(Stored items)
•••••
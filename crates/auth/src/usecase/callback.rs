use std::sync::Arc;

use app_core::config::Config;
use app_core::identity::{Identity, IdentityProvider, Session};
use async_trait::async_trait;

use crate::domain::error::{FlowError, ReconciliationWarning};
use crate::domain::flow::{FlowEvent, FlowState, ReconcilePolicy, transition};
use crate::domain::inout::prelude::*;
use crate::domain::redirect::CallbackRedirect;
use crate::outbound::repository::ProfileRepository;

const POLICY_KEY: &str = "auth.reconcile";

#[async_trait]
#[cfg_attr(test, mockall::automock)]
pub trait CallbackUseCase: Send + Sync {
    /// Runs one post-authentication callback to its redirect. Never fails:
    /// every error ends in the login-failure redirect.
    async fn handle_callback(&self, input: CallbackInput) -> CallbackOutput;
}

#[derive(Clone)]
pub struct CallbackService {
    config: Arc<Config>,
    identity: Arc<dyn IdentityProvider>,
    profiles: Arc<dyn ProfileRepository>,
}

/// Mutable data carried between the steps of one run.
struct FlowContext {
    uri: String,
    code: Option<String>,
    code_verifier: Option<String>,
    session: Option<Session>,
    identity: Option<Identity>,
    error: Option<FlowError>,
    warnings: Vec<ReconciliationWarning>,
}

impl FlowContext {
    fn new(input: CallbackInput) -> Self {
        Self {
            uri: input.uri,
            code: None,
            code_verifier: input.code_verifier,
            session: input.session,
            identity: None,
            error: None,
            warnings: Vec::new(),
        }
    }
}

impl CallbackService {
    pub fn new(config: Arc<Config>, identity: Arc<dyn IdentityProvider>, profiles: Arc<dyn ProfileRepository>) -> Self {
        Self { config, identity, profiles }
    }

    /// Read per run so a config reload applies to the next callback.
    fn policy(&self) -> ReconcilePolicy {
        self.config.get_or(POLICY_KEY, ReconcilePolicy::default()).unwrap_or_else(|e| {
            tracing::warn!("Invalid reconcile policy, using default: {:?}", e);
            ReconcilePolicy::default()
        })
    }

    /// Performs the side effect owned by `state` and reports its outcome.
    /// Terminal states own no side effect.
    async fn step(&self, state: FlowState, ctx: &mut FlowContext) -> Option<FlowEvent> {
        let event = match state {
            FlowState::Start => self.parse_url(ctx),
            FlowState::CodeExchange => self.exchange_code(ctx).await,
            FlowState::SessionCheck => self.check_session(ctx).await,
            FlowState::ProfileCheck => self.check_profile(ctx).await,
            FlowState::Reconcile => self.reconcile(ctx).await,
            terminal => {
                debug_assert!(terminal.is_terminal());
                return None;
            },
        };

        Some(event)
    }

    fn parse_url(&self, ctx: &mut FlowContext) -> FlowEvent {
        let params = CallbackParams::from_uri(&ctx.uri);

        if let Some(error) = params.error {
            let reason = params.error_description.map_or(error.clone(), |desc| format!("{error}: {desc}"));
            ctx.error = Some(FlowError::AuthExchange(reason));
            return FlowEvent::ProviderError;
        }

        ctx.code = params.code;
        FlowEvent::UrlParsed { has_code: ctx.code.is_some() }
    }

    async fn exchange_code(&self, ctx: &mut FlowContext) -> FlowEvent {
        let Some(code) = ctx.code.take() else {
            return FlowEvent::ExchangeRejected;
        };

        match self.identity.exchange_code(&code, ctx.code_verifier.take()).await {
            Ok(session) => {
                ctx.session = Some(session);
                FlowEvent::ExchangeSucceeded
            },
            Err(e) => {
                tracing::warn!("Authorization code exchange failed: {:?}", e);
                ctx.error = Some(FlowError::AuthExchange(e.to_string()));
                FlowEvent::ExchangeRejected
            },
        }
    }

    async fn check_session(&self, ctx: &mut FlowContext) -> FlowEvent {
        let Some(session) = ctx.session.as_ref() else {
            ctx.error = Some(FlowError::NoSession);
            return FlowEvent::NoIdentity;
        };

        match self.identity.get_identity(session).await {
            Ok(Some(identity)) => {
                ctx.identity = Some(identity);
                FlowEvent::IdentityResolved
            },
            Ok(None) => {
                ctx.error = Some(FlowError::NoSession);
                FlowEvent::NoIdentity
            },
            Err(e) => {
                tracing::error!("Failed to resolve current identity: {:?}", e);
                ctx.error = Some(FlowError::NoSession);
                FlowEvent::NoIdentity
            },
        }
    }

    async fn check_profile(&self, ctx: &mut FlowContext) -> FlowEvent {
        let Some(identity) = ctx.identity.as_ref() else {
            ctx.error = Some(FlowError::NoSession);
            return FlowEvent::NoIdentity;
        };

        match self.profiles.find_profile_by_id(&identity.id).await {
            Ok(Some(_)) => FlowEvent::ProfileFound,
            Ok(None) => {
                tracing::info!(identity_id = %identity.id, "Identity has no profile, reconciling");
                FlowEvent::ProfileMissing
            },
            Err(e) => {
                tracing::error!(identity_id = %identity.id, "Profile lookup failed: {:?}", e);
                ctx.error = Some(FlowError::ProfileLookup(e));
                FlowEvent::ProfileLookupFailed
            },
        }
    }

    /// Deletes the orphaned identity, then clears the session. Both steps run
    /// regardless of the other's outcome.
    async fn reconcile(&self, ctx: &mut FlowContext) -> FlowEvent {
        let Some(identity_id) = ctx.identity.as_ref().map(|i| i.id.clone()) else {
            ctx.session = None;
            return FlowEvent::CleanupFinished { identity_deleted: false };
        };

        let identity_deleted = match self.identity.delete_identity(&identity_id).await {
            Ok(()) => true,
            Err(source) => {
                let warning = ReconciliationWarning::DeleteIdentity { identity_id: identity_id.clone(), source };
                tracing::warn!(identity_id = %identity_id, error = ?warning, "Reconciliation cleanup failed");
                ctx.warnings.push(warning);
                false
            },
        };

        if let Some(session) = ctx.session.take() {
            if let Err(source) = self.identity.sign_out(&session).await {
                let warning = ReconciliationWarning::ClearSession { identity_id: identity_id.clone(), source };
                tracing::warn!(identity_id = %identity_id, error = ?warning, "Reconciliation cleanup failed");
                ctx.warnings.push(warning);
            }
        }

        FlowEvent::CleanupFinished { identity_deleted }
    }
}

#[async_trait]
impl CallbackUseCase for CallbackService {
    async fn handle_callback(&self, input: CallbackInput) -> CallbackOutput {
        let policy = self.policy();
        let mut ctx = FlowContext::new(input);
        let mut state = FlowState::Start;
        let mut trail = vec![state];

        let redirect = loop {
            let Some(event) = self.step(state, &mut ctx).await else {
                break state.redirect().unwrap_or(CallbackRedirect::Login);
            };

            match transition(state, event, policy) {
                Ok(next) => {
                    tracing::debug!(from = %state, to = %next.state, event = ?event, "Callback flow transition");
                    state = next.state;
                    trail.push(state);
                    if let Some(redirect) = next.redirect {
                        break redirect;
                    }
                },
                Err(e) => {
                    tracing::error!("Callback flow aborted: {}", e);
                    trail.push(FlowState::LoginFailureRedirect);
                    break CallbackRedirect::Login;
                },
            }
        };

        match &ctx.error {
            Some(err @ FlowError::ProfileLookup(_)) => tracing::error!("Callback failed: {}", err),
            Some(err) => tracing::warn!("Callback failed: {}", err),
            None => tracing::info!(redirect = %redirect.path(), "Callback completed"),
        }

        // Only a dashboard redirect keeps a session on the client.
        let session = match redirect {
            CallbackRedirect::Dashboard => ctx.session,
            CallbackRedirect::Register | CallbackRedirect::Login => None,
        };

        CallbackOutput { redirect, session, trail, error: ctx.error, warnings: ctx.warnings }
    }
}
•••••
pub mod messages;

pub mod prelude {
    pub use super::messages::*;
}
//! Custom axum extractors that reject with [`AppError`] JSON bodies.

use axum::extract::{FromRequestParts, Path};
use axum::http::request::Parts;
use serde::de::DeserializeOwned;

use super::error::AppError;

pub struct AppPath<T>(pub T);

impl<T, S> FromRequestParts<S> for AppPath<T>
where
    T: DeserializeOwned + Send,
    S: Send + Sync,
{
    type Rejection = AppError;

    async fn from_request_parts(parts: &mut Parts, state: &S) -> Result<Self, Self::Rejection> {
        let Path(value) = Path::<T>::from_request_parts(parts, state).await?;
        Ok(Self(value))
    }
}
•••••
Directions =
Above are the records; print exactly the lines from the line with "filename crates/auth/src/usecase/callback.rs" to the line with "use crate::domain::inout::prelude::*;", including both, and nothing else.

Answer =
filename crates/auth/src/usecase/callback.rs
use std::sync::Arc;

use app_core::config::Config;
use app_core::identity::{Identity, IdentityProvider, Session};
use async_trait::async_trait;

use crate::domain::error::{FlowError, ReconciliationWarning};
use crate::domain::flow::{FlowEvent, FlowState, ReconcilePolicy, transition};
use crate::domain::inout::prelude::*;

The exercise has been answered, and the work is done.